First, even considering that human history has provided numerous examples of states based on criminal structures, Russia stands out among them due to its role in the world, its territory, population, military power, and other factors that make it unlike other small criminal regimes and juntas that came to power as a result of criminal riots, uprisings, and revolutions. The scale of the Russian state, its geopolitical influence and historical longevity place this phenomenon beyond the typological range of ordinary authoritarian or criminal regimes, giving it the status of a unique phenomenon in world history.
Second, when comparing Russia with other colonial empires that existed in the past — British, French, Portuguese, Spanish — it should be emphasised that all of these empires had the characteristics of classical empires, based on the power of a legitimate, non-criminal aristocracy supported by legitimate military force. At the same time, this aristocracy and military force had the characteristics of classical legitimacy, based on the traditional institutions of feudal and later bourgeois society. The Russian Empire, on the other hand, unlike all other empires, was founded precisely on the assimilation and colonial conquest of a significant part of the territory through hard labour, imprisonment and criminal punishment. This is what makes it completely different from other countries and empires, as the penitentiary system became not just an instrument of repression, but the main mechanism of colonisation and state-building.

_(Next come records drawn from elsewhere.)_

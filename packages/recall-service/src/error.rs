pub type Result<T, E = Error> = std::result::Result<T, E>;

#[derive(Debug, thiserror::Error)]
pub enum Error {
	#[error("Invalid request: {message}")]
	InvalidRequest { message: String },
	#[error("Provider error: {message}")]
	Provider { message: String },
	#[error("Storage error: {message}")]
	Storage { message: String },
	#[error("Qdrant error: {message}")]
	Qdrant { message: String },
}
impl From<sqlx::Error> for Error {
	fn from(err: sqlx::Error) -> Self {
		Self::Storage { message: err.to_string() }
	}
}

impl From<recall_storage::Error> for Error {
	fn from(err: recall_storage::Error) -> Self {
		match err {
			recall_storage::Error::Sqlx(inner) => Self::Storage { message: inner.to_string() },
			recall_storage::Error::InvalidArgument(message) => Self::InvalidRequest { message },
			recall_storage::Error::Qdrant(inner) => Self::Qdrant { message: inner.to_string() },
		}
	}
}

impl From<color_eyre::Report> for Error {
	fn from(err: color_eyre::Report) -> Self {
		Self::Provider { message: err.to_string() }
	}
}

A comparative analysis with other states where the penal system played a role in colonisation only emphasises the uniqueness of the Russian case. The United States of America, despite the fact that criminals from England were sent there from the very beginning, was still a country of free people and developed as a country of free people, where the penal element quickly dissolved into the general mass of free colonists. Even if the French Empire sent prisoners to its colonies, their share was not significant enough to form a subculture that could influence the general population and determine the character of colonial society. Great Britain and Australia demonstrated an example where, even while saturating the Australian continent with convicts and criminals, this penal base was eventually absorbed by the culture of other colonisers, who could arguably be called free, law-abiding people who arrived in the colony voluntarily and formed the dominant cultural matrix.

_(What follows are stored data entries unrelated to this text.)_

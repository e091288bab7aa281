use serde::Deserialize;
use serde_json::{Map, Value};

#[derive(Debug, Deserialize)]
pub struct Config {
	pub service: Service,
	pub storage: Storage,
	pub providers: Providers,
	#[serde(default)]
	pub retrieval: Retrieval,
	#[serde(default)]
	pub ranking: Ranking,
	#[serde(default)]
	pub profile: Profile,
	#[serde(default)]
	pub gate: Gate,
}

#[derive(Debug, Deserialize)]
pub struct Service {
	pub log_level: String,
}

#[derive(Debug, Deserialize)]
pub struct Storage {
	pub postgres: Postgres,
	pub qdrant: Qdrant,
}

#[derive(Debug, Deserialize)]
pub struct Postgres {
	pub dsn: String,
	pub pool_max_conns: u32,
}

#[derive(Debug, Deserialize)]
pub struct Qdrant {
	pub url: String,
	pub collection: String,
	pub vector_dim: u32,
}

#[derive(Debug, Deserialize)]
pub struct Providers {
	pub embedding: EmbeddingProviderConfig,
	pub generation_primary: GenerationProviderConfig,
	/// Optional. Tried when the primary provider fails or times out.
	pub generation_fallback: Option<GenerationProviderConfig>,
}

#[derive(Debug, Deserialize)]
pub struct EmbeddingProviderConfig {
	pub provider_id: String,
	pub api_base: String,
	pub api_key: String,
	pub path: String,
	pub model: String,
	pub dimensions: u32,
	pub timeout_ms: u64,
	#[serde(default)]
	pub default_headers: Map<String, Value>,
}

#[derive(Debug, Deserialize)]
pub struct GenerationProviderConfig {
	pub provider_id: String,
	pub api_base: String,
	pub api_key: String,
	pub path: String,
	pub model: String,
	pub temperature: f32,
	pub timeout_ms: u64,
	#[serde(default)]
	pub default_headers: Map<String, Value>,
}

#[derive(Debug, Deserialize)]
#[serde(default)]
pub struct Retrieval {
	pub top_k: u32,
	pub max_top_k: u32,
	pub candidate_multiplier: u32,
	pub max_candidate_multiplier: u32,
	pub channel_timeout_ms: u64,
	pub keyword: KeywordScoring,
}
impl Default for Retrieval {
	fn default() -> Self {
		Self {
			top_k: 10,
			max_top_k: 50,
			candidate_multiplier: 5,
			max_candidate_multiplier: 20,
			channel_timeout_ms: 2_000,
			keyword: KeywordScoring::default(),
		}
	}
}

#[derive(Debug, Deserialize)]
#[serde(default)]
pub struct KeywordScoring {
	pub k1: f32,
	pub b: f32,
}
impl Default for KeywordScoring {
	fn default() -> Self {
		Self { k1: 1.2, b: 0.75 }
	}
}

#[derive(Debug, Deserialize)]
#[serde(default)]
pub struct Ranking {
	pub vector_weight: f32,
	pub keyword_weight: f32,
	pub temporal_weight: f32,
	pub profile_weight: f32,
	pub importance_weight: f32,
	/// Additive bonus for pinned records, outside the normalized weight budget.
	pub pin_bonus: f32,
	pub min_score: f32,
	pub recency_lambda: f32,
}
impl Default for Ranking {
	fn default() -> Self {
		Self {
			vector_weight: 0.45,
			keyword_weight: 0.20,
			temporal_weight: 0.15,
			profile_weight: 0.10,
			importance_weight: 0.10,
			pin_bonus: 0.15,
			min_score: 0.10,
			recency_lambda: 0.01,
		}
	}
}

#[derive(Debug, Deserialize)]
#[serde(default)]
pub struct Profile {
	pub preference_content_boost: f32,
	pub preference_tag_boost: f32,
	pub expertise_boost: f32,
	pub max_boost: f32,
}
impl Default for Profile {
	fn default() -> Self {
		Self {
			preference_content_boost: 0.3,
			preference_tag_boost: 0.2,
			expertise_boost: 0.15,
			max_boost: 1.0,
		}
	}
}

#[derive(Debug, Deserialize)]
#[serde(default)]
pub struct Gate {
	pub min_composite_score: f32,
	pub min_support_count: u32,
	pub min_support_score: f32,
	pub max_evidence_snippets: u32,
}
impl Default for Gate {
	fn default() -> Self {
		Self {
			min_composite_score: 0.40,
			min_support_count: 2,
			min_support_score: 0.15,
			max_evidence_snippets: 5,
		}
	}
}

In light of the above examples, it can be reasonably argued that the Russian state and the Russian colonial empire represent a completely different example, which has continued to develop according to the same canons and principles since the 16th century. Unlike other cases, where the penal element was assimilated or marginalised, in Russia it was the criminal-prison subculture that became the structuring basis of society in the vast colonised territories, determining the social norms, behavioural patterns and value orientations of the population.
Taking the above into account, it can be emphasised that this unique mixture of colonialism, imperialism, the penal foundation of the state and the criminal-prison subculture, which has transformed into a national culture, has made Russia a state phenomenon that is completely unlike any other historical examples. This phenomenon retains the enormous momentum of colonialism and imperialism and shows no signs of being ready to abandon these characteristics, as they are rooted not only in political structures but also in the deep layers of public consciousness and cultural identity.
In the context of studying the concept of the ‘Russian World,’ it is necessary to emphasise that the very ‘traditional values’ that form the ideological basis of this concept are not simply a construct of the regime or the elites, but an organic product of the historical development of the Russian population, which has been shaped over the last five centuries precisely within the framework of this colonial-imperialist policy with all its inherent characteristics, trends and social movements. The bearers of these values are the people themselves, formed in the unique conditions of symbiosis between imperial expansion and penal colonisation, which makes the ‘Russian World’ not a temporary ideological project but a deeply rooted cultural and historical phenomenon capable of self-reproduction and expansion regardless of specific political regimes.